Higher capital requirements will hurt big banks much more than small banks. Most community banks historically operated at or above the "new normal" of 8% Tier 1 leverage ratios. It is the megabanks – faced with greater commoditization effects and price competition – which have always applied greater leverage to produce acceptable equity returns.

And I don't remember a time when community banks had abundant access to multiple sources of outside capital. They long have been accustomed to generating capital the old-fashioned way: through retained earnings.

In support of his conclusion that "the community bank business model is dead," Ashman cites the reduction by more than 2,000 in the number of bank charters during the last decade.  And he does so in the form of an unanswered question: "How else does one explain the relentless loss of 300 or more charters per year through mergers and failures with virtually no new bank formations to replace them?" 

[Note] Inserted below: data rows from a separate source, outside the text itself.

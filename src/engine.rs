// =============================================================================
// ENGINE - Owns every GPU resource and runs the frame protocol
// =============================================================================
//
// CONSTRUCTION ORDER (leaves first):
//   depth format -> swapchain -> descriptor set layout -> command pool
//   -> geometry -> texture -> uniforms -> descriptor set -> semaphores
//   -> views -> depth image -> render pass -> pipeline -> framebuffers
//   -> command buffers
//
// FRAME PROTOCOL (one frame in flight):
//   acquire (image available) -> submit (waits image available at color
//   output, signals render finished) -> present (waits render finished)
//   -> device idle
//
// A stale swapchain on acquire skips the frame; on present it is rebuilt
// after the image has been handed over. Either way the caller never sees
// an error for it.
//
// =============================================================================

use anyhow::{Context, Result};
use ash::vk;
use std::sync::Arc;

use crate::assets::{Mesh, TextureData};
use crate::backend::buffer::GeometryBuffers;
use crate::backend::command::{create_command_pool, CommandBuffers, DrawParams};
use crate::backend::descriptor::Descriptors;
use crate::backend::handle::Unique;
use crate::backend::image::{create_swapchain_views, find_depth_format, DepthImage};
use crate::backend::pipeline::{
    create_descriptor_set_layout, create_framebuffers, create_render_pass, GraphicsPipeline,
};
use crate::backend::shader::ShaderCode;
use crate::backend::swapchain::{AcquiredImage, Swapchain};
use crate::backend::sync::FrameSync;
use crate::backend::texture::Texture;
use crate::backend::uniform::UniformBuffers;
use crate::backend::{GpuDevice, VulkanDevice};
use crate::config::{Config, SceneConfig};

/// CPU-side inputs the engine uploads once.
pub struct Scene {
    pub mesh: Mesh,
    pub texture: TextureData,
    pub shaders: ShaderCode,
}

impl Scene {
    pub fn load(config: &SceneConfig) -> Result<Self> {
        let mesh = Mesh::load(&config.resolve(&config.model)?)?;
        let texture = TextureData::load(&config.resolve(&config.texture)?)?;
        let shaders = ShaderCode::load(
            &config.resolve(&config.vertex_shader)?,
            &config.resolve(&config.fragment_shader)?,
        )
        .context("Failed to load shaders")?;

        Ok(Self {
            mesh,
            texture,
            shaders,
        })
    }
}

#[derive(Debug, Clone, Copy)]
pub struct RenderSettings {
    pub instance_count: u32,
    pub clear_color: [f32; 4],
}

/// Which path a `draw_frame` call took.
#[derive(Debug, Clone, Copy, PartialEq, Eq)]
pub enum FrameOutcome {
    Presented,
    /// Presented, then rebuilt because present reported a stale swapchain.
    PresentedAndRecreated,
    /// Acquire reported a stale swapchain: nothing was submitted.
    SkippedAndRecreated,
}

#[derive(Debug, Clone, Copy, PartialEq, Eq)]
enum FrameState {
    Idle,
    Acquiring,
    Submitting,
    Presenting,
    Recreating,
}

/// IMPORTANT: Field order matters for Drop! Swapchain-generation objects
/// go first, then the long-lived ones, the device last.
pub struct Engine<D: GpuDevice> {
    // ─────────────────────────────────────────────────────────────────────────
    // SWAPCHAIN GENERATION (rebuilt on recreation)
    // ─────────────────────────────────────────────────────────────────────────
    command_buffers: CommandBuffers<D>,
    framebuffers: Vec<Unique<D, vk::Framebuffer>>,
    pipeline: GraphicsPipeline<D>,
    render_pass: Unique<D, vk::RenderPass>,
    depth: DepthImage<D>,
    views: Vec<Unique<D, vk::ImageView>>,
    swapchain: Swapchain<D>,

    // ─────────────────────────────────────────────────────────────────────────
    // ENGINE LIFETIME
    // ─────────────────────────────────────────────────────────────────────────
    descriptors: Descriptors<D>,
    set_layout: Unique<D, vk::DescriptorSetLayout>,
    _texture: Texture<D>,
    uniforms: UniformBuffers<D>,
    geometry: GeometryBuffers<D>,
    sync: FrameSync<D>,
    command_pool: Unique<D, vk::CommandPool>,

    shaders: ShaderCode,
    settings: RenderSettings,
    depth_format: vk::Format,
    window_extent: vk::Extent2D,
    state: FrameState,
    device: Arc<D>,
}

impl Engine<VulkanDevice> {
    /// Create the Vulkan device for `window` and everything drawn with it.
    pub fn new(window: &winit::window::Window, config: &Config) -> Result<Self> {
        let scene = Scene::load(&config.scene).context("Failed to load scene assets")?;

        let device = VulkanDevice::new(
            window,
            &config.window.title,
            config.debug.validation_layers,
        )
        .context("Failed to create Vulkan device")?;

        let size = window.inner_size();
        let settings = RenderSettings {
            instance_count: config.scene.instance_count,
            clear_color: config.graphics.clear_color,
        };

        Self::with_device(
            device,
            scene,
            settings,
            vk::Extent2D {
                width: size.width,
                height: size.height,
            },
        )
    }
}

impl<D: GpuDevice> Engine<D> {
    pub fn with_device(
        device: Arc<D>,
        scene: Scene,
        settings: RenderSettings,
        window_extent: vk::Extent2D,
    ) -> Result<Self> {
        let depth_format =
            find_depth_format(device.as_ref()).context("Failed to pick depth format")?;

        let swapchain = Swapchain::new(&device, window_extent, vk::SwapchainKHR::null())
            .context("Failed to create swapchain")?;

        let set_layout = create_descriptor_set_layout(&device)?;
        let command_pool = create_command_pool(&device)?;

        let geometry = GeometryBuffers::new(&device, command_pool.raw(), &scene.mesh)
            .context("Failed to upload geometry")?;
        let texture = Texture::new(&device, command_pool.raw(), &scene.texture)
            .context("Failed to upload texture")?;
        let uniforms = UniformBuffers::new(&device, settings.instance_count)
            .context("Failed to create uniform buffers")?;
        let descriptors = Descriptors::new(&device, set_layout.raw(), &uniforms, &texture)
            .context("Failed to create descriptor set")?;
        let sync = FrameSync::new(&device)?;

        let mut engine = Self {
            command_buffers: CommandBuffers::default(),
            framebuffers: Vec::new(),
            pipeline: GraphicsPipeline::default(),
            render_pass: Unique::default(),
            depth: DepthImage::default(),
            views: Vec::new(),
            swapchain,
            descriptors,
            set_layout,
            _texture: texture,
            uniforms,
            geometry,
            sync,
            command_pool,
            shaders: scene.shaders,
            settings,
            depth_format,
            window_extent,
            state: FrameState::Idle,
            device,
        };

        engine.create_swapchain_resources()?;
        engine
            .uniforms
            .update_view_projection(engine.swapchain.extent)?;
        engine.uniforms.update()?;

        log::info!(
            "Engine ready: {} instances, {} command buffers",
            engine.settings.instance_count,
            engine.command_buffers.len()
        );

        Ok(engine)
    }

    // =========================================================================
    // SWAPCHAIN-DEPENDENT RESOURCES
    // =========================================================================

    /// Build views, depth, render pass, pipeline, framebuffers and command
    /// buffers for the current swapchain, in that order.
    fn create_swapchain_resources(&mut self) -> Result<()> {
        let extent = self.swapchain.extent;

        self.views = create_swapchain_views(&self.device, &self.swapchain.images, self.swapchain.format)
            .context("Failed to create swapchain image views")?;

        self.depth = DepthImage::new(&self.device, extent, self.depth_format)
            .context("Failed to create depth image")?;

        self.render_pass = create_render_pass(&self.device, self.swapchain.format, self.depth_format)
            .context("Failed to create render pass")?;

        self.pipeline = GraphicsPipeline::new(
            &self.device,
            self.render_pass.raw(),
            extent,
            self.set_layout.raw(),
            &self.shaders,
        )?;

        self.framebuffers = create_framebuffers(
            &self.device,
            &self.views,
            self.depth.view.raw(),
            self.render_pass.raw(),
            extent,
        )?;

        let params = DrawParams {
            render_pass: self.render_pass.raw(),
            extent,
            pipeline: self.pipeline.handle(),
            pipeline_layout: self.pipeline.layout(),
            vertex_buffer: self.geometry.vertices.handle(),
            index_buffer: self.geometry.indices.handle(),
            index_count: self.geometry.index_count,
            descriptor_set: self.descriptors.set(),
            instance_count: self.uniforms.instance_count(),
            dynamic_stride: self.uniforms.stride(),
            clear_color: self.settings.clear_color,
        };

        self.command_buffers = CommandBuffers::new(
            &self.device,
            self.command_pool.raw(),
            &self.framebuffers,
            &params,
        )?;

        Ok(())
    }

    /// Wait for the device, replace the swapchain (handing the old one to
    /// the driver) and rebuild everything that depends on it.
    ///
    /// Device, surface, descriptor set and buffers are kept.
    pub fn recreate_swapchain(&mut self) -> Result<()> {
        self.device
            .wait_idle()
            .context("Failed waiting for device before swapchain recreation")?;

        let swapchain = Swapchain::new(&self.device, self.window_extent, self.swapchain.handle())
            .context("Failed to recreate swapchain")?;

        // Old dependents go before the swapchain whose images they view
        drop(std::mem::take(&mut self.command_buffers));
        self.framebuffers.clear();
        drop(std::mem::take(&mut self.pipeline));
        drop(self.render_pass.take());
        drop(std::mem::take(&mut self.depth));
        self.views.clear();
        self.swapchain = swapchain;

        self.create_swapchain_resources()?;
        self.uniforms
            .update_view_projection(self.swapchain.extent)?;

        log::info!(
            "Swapchain recreated: {}x{}, {:?}",
            self.swapchain.extent.width,
            self.swapchain.extent.height,
            self.swapchain.present_mode
        );

        Ok(())
    }

    /// Window resize callback. Zero-sized (minimized) windows are ignored;
    /// returns whether the swapchain was rebuilt.
    pub fn on_window_resized(&mut self, width: u32, height: u32) -> Result<bool> {
        if width == 0 || height == 0 {
            log::debug!("Ignoring resize to {}x{}", width, height);
            return Ok(false);
        }

        log::debug!("Window resized to {}x{}", width, height);
        self.window_extent = vk::Extent2D { width, height };
        self.recreate_swapchain()?;
        Ok(true)
    }

    // =========================================================================
    // PER-FRAME
    // =========================================================================

    /// Recompute every instance transform for the current time.
    pub fn update_uniform_buffer(&mut self) -> Result<()> {
        self.uniforms.update()
    }

    pub fn draw_frame(&mut self) -> Result<FrameOutcome> {
        // ─────────────────────────────────────────────────────────────────────
        // STEP 1: Acquire next swapchain image
        // ─────────────────────────────────────────────────────────────────────
        self.transition(FrameState::Acquiring);
        let image_index = match self.swapchain.acquire_next_image(self.sync.image_available())? {
            AcquiredImage::Ready { index, suboptimal } => {
                if suboptimal {
                    log::debug!("Acquired image {} from a suboptimal swapchain", index);
                }
                index
            }
            AcquiredImage::OutOfDate => {
                self.transition(FrameState::Recreating);
                self.recreate_swapchain()?;
                self.transition(FrameState::Idle);
                return Ok(FrameOutcome::SkippedAndRecreated);
            }
        };

        // ─────────────────────────────────────────────────────────────────────
        // STEP 2: Submit the pre-recorded command buffer
        // ─────────────────────────────────────────────────────────────────────
        self.transition(FrameState::Submitting);
        let command_buffers = [self.command_buffers.get(image_index)?];
        let wait_semaphores = [self.sync.image_available()];
        let wait_stages = [vk::PipelineStageFlags::COLOR_ATTACHMENT_OUTPUT];
        let signal_semaphores = [self.sync.render_finished()];

        let submit_info = vk::SubmitInfo::builder()
            .wait_semaphores(&wait_semaphores)
            .wait_dst_stage_mask(&wait_stages)
            .command_buffers(&command_buffers)
            .signal_semaphores(&signal_semaphores);

        self.device
            .queue_submit(
                self.device.graphics_queue(),
                &[submit_info.build()],
                vk::Fence::null(),
            )
            .context("Failed to submit draw command buffer")?;

        // ─────────────────────────────────────────────────────────────────────
        // STEP 3: Present
        // ─────────────────────────────────────────────────────────────────────
        self.transition(FrameState::Presenting);
        let status = self.swapchain.present(image_index, &signal_semaphores)?;

        let outcome = if status.needs_recreation() {
            log::debug!("Present reported {:?}", status);
            self.transition(FrameState::Recreating);
            self.recreate_swapchain()?;
            FrameOutcome::PresentedAndRecreated
        } else {
            FrameOutcome::Presented
        };

        // No fence: the command buffers are reused next frame, so the host
        // waits here until the GPU is done with them.
        self.device
            .wait_idle()
            .context("Failed waiting for device after present")?;
        self.transition(FrameState::Idle);

        Ok(outcome)
    }

    fn transition(&mut self, next: FrameState) {
        log::trace!("Frame state {:?} -> {:?}", self.state, next);
        self.state = next;
    }
}

impl<D: GpuDevice> Drop for Engine<D> {
    fn drop(&mut self) {
        log::info!("Shutting down engine...");

        // GPU objects must outlive any work that references them
        if let Err(e) = self.device.wait_idle() {
            log::warn!("Device did not go idle before teardown: {}", e);
        }
    }
}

There are two main reasons for this reduction. The smaller portion of the number consists of banks that were overextended going into the worst financial crisis since the Great Depression and have either failed or been sold at severely distressed prices. This has nothing to do with the community bank business model, since, of course, many large banks suffered similar fates. The larger portion of the departed institutions sold for high multiples during the good times of 2002 to 2007. 

And can someone explain how the current de facto regulatory prohibition on new bank formation is a bad competitive development for a community banker like Ashman?

If the community bank business model really was dead, small banks would be closing their doors and self-liquidating. Instead, those that are gone either blew themselves up just like their big brothers, or sold – typically at attractive multiples of tangible book value. If voluntary self-liquidation ever becomes a trend, then it will be time to really worry about the future.

Finally, Ashman doesn't mention the sleeping giant currently hibernating in the community bank sector – the core deposit franchise. Historically low interest rates and weak loan demand have dominated the banking environment for almost five years, and have masked the long-term profit potential of core deposits. Most likely, these are not permanent conditions. 

Yes, the future holds many challenges and unpleasant surprises.  However, when (not if) the cycle ultimately turns, the earnings power of relationship-driven core deposit funding will reappear in the community bank sector. 

And it can't happen soon enough.

Marty Madden is an executive vice president and the chief financial officer of F.N.B.C. of LaGrange Inc. in Illinois.